Shlomo Avineri
Haaretz (Opinion)
August 4, 2010 - 12:00am

Some people are surprised at recent expressions of support on the right for a one-state solution to the Israeli-Palestinian conflict, through what appears to be a readiness to grant Israeli citizenship to Palestinians living in territories that would be annexed. I'm surprised they're surprised, because that has been the right wing's position since 1967. It's just that it hasn't been easy to openly advocate an explicitly annexationist stance. It has been much easier to speak of our right to the land, of the right of Jews to settle everywhere in the Land of Israel, while ignoring that this involves not only territory, but also people - millions of Palestinians living in the West Bank and Gaza.

Now the cat is out of the bag, comfortably out. For more and more Israelis, it's becoming clear that the chance negotiations with the Palestinians will produce an agreement to establish a Palestinian state alongside Israel is not great. If U.S. President Barack Obama's special envoy George Mitchell has not gotten the parties to the negotiating table after a year and a half of trying, it's clear, despite the American president's good intentions and commitment to solve the conflict, that his efforts do not look as if they are bound to succeed.

What's easier than announcing the failure of the vision of two states for two peoples, which the right has always opposed and is now using to propose its annexationist intentions, which have been its inner truth all along? It's just that now it is wrapped in flowery rhetoric supported even by champions of human rights. So when someone like former Likud politician Moshe Arens, with his American background, supports it, it even appears as if it has been inspired by the non-ethnic civil concepts of American democracy.

The annexationist truth now being revealed for all to see is accompanied by a lie hiding behind it. What is apparently offered by some right-wing spokesmen seems a commitment to civil equality, without a hint of nationalism. What is better than offering the Palestinian population of the territories Israeli citizenship? But if you examine carefully the pronouncements of right-wing spokesmen in the media, it turns out that no one is talking about granting automatic citizenship and the right to vote to the residents of the territories to be annexed to Israel. They speak of a "process," and some say it would take a generation.

What would happen in the meantime is clear. The Arab residents of the territories to be annexed might be offered citizenship, but it would be subject to conditions. They would be required to declare loyalty to Israel as a Jewish (and democratic ) state. It can be assumed they would have to undergo a security check. It is reasonable to assume they would have to sever all ties, legal or otherwise, with their relatives in Jordan and other countries. It can further be assumed that those who are refugees from the 1948 War of Independence and their descendants would be required to declare they are forgoing both their right of return to Israel proper and their property claims.

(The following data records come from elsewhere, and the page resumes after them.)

use std::fmt::Display;
use std::str::FromStr;

use crate::core::column_map::{Column, ColumnMap};
use crate::core::record::Record;
use crate::error::{Result, XsvError};

/// A reusable window over "the current record", bound to a [`ColumnMap`].
///
/// The cursor is pointed at successive records with
/// [`set_row`](XsvCursor::set_row). Values borrowed from it are only valid
/// until the next advance, which the borrow checker enforces. Use
/// [`snapshot`](XsvCursor::snapshot) to keep a row beyond that.
///
/// ```
/// use xsvlib::core::column_map::ColumnMap;
/// use xsvlib::core::cursor::XsvCursor;
///
/// let mut columns = ColumnMap::new();
/// let count = columns.declare("count").unwrap();
/// columns.bind(&["name", "count"]);
///
/// let mut cursor = XsvCursor::new(columns);
/// assert_eq!(cursor.get(count), None);
///
/// cursor.set_row(Some(vec!["bikes".to_string(), "42".to_string()]));
/// assert_eq!(cursor.get(count), Some("42"));
/// assert_eq!(cursor.get_i32(count).unwrap(), 42);
/// ```
#[derive(Debug, Clone, Default)]
pub struct XsvCursor {
    columns: ColumnMap,
    row: Option<Record>,
}

impl XsvCursor {
    pub fn new(columns: ColumnMap) -> Self {
        Self { columns, row: None }
    }

    pub fn columns(&self) -> &ColumnMap {
        &self.columns
    }

    pub fn columns_mut(&mut self) -> &mut ColumnMap {
        &mut self.columns
    }

    /// Replaces the current record and returns the previous one.
    pub fn set_row(&mut self, row: Option<Record>) -> Option<Record> {
        std::mem::replace(&mut self.row, row)
    }

    /// `true` exactly when a record is current.
    pub fn has_data(&self) -> bool {
        self.row.is_some()
    }

    pub fn current_row(&self) -> Option<&[String]> {
        self.row.as_deref()
    }

    /// An owned copy of the current record.
    pub fn snapshot(&self) -> Option<Record> {
        self.row.clone()
    }

    /// The value of a column in the current record.
    ///
    /// `None` when no record is current, the column is unbound, or the record
    /// is too short to reach the column's position.
    pub fn get(&self, column: Column) -> Option<&str> {
        let row = self.row.as_ref()?;
        let index = self.columns.index_of(column)?;
        row.get(index).map(String::as_str)
    }

    /// Like [`get`](XsvCursor::get), but a missing value is an error.
    pub fn get_string(&self, column: Column) -> Result<&str> {
        self.get(column)
            .ok_or_else(|| XsvError::MissingValue(self.columns.describe(column)))
    }

    /// Parses a required value.
    pub fn get_parsed<T>(&self, column: Column) -> Result<T>
    where
        T: FromStr,
        T::Err: Display,
    {
        let value = self.get_string(column)?;
        value.parse().map_err(|error: T::Err| XsvError::InvalidValue {
            column: self.columns.describe(column),
            value: value.to_string(),
            reason: error.to_string(),
        })
    }

    pub fn get_i32(&self, column: Column) -> Result<i32> {
        self.get_parsed(column)
    }

    pub fn get_i64(&self, column: Column) -> Result<i64> {
        self.get_parsed(column)
    }
}

/// Anything that carries an [`XsvCursor`].
///
/// Fixed-schema cursors embed an `XsvCursor`, declare their columns once in
/// their constructor and expose typed accessors on top of it:
///
/// ```
/// use xsvlib::core::column_map::Column;
/// use xsvlib::core::cursor::{RowCursor, XsvCursor};
/// use xsvlib::error::Result;
///
/// struct StationCursor {
///     inner: XsvCursor,
///     id: Column,
///     name: Column,
/// }
///
/// impl StationCursor {
///     fn new() -> Result<Self> {
///         let mut inner = XsvCursor::default();
///         let id = inner.columns_mut().declare("ID")?;
///         let name = inner.columns_mut().declare("Name")?;
///         Ok(Self { inner, id, name })
///     }
///
///     fn id(&self) -> Result<i32> {
///         self.inner.get_i32(self.id)
///     }
///
///     fn name(&self) -> Result<&str> {
///         self.inner.get_string(self.name)
///     }
/// }
///
/// impl RowCursor for StationCursor {
///     fn cursor(&self) -> &XsvCursor {
///         &self.inner
///     }
///
///     fn cursor_mut(&mut self) -> &mut XsvCursor {
///         &mut self.inner
///     }
/// }
/// ```
pub trait RowCursor {
    fn cursor(&self) -> &XsvCursor;

    fn cursor_mut(&mut self) -> &mut XsvCursor;

    fn has_data(&self) -> bool {
        self.cursor().has_data()
    }
}

impl RowCursor for XsvCursor {
    fn cursor(&self) -> &XsvCursor {
        self
    }

    fn cursor_mut(&mut self) -> &mut XsvCursor {
        self
    }
}
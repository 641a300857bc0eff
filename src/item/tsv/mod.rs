/// Tab-separated values: one record per line, fields split on tabs, no
/// quoting. The CSV automaton is not involved.
pub mod tsv_reader;

pub mod tsv_writer;
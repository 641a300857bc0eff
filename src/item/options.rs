use serde::{Deserialize, Serialize};

/// Settings for opening a record reader through the format dispatcher.
///
/// Every field has a default, so partial configurations deserialize:
///
/// ```
/// use xsvlib::item::options::ReadOptions;
///
/// let options: ReadOptions = serde_json::from_str(r#"{ "separator": ";" }"#).unwrap();
/// assert_eq!(options.separator, ';');
/// assert!(options.skip_empty_lines);
/// ```
#[derive(Debug, Clone, PartialEq, Eq, Serialize, Deserialize)]
#[serde(default)]
pub struct ReadOptions {
    /// CSV field separator; ignored for TSV.
    pub separator: char,
    /// Drop blank lines before they reach the parser.
    pub skip_empty_lines: bool,
    /// Trim whitespace around unquoted CSV fields.
    pub trim_spaces: bool,
    /// Drop empty unquoted CSV fields from records.
    pub skip_empty_fields: bool,
    /// Accept single-quoted CSV fields next to double-quoted ones.
    pub single_quotes: bool,
}

impl Default for ReadOptions {
    fn default() -> Self {
        Self {
            separator: ',',
            skip_empty_lines: true,
            trim_spaces: true,
            skip_empty_fields: false,
            single_quotes: false,
        }
    }
}

#[derive(Debug, Clone, Copy, PartialEq, Eq, Default, Serialize, Deserialize)]
#[serde(rename_all = "lowercase")]
pub enum LineTerminator {
    #[default]
    Lf,
    CrLf,
}

impl LineTerminator {
    pub fn as_str(&self) -> &'static str {
        match self {
            LineTerminator::Lf => "\n",
            LineTerminator::CrLf => "\r\n",
        }
    }
}

/// Settings for opening a record writer through the format dispatcher.
#[derive(Debug, Clone, PartialEq, Eq, Serialize, Deserialize)]
#[serde(default)]
pub struct WriteOptions {
    /// CSV field separator; ignored for TSV.
    pub separator: char,
    /// Exact number of fields per line, or 0 to accept any.
    pub field_count: usize,
    /// Quote every CSV field.
    pub quote_always: bool,
    pub line_terminator: LineTerminator,
}

impl Default for WriteOptions {
    fn default() -> Self {
        Self {
            separator: ',',
            field_count: 0,
            quote_always: false,
            line_terminator: LineTerminator::Lf,
        }
    }
}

In short, the annexation of the territories would take place, but equal citizenship wouldn't really be granted. No one on the right speaks of equal citizenship here and now. From a realistic perspective, it's clear Israel cannot possibly annex the West Bank and Gaza Strip. It's simply impossible from the standpoint of its foreign relations. Israel is not an apartheid state, but it turns out this is the dream of right-wing spokesmen who speak of one state from the Jordan to the Mediterranean. Self-righteous sweet talk cannot obscure either the inner truth or the lie that is associated with these ideas.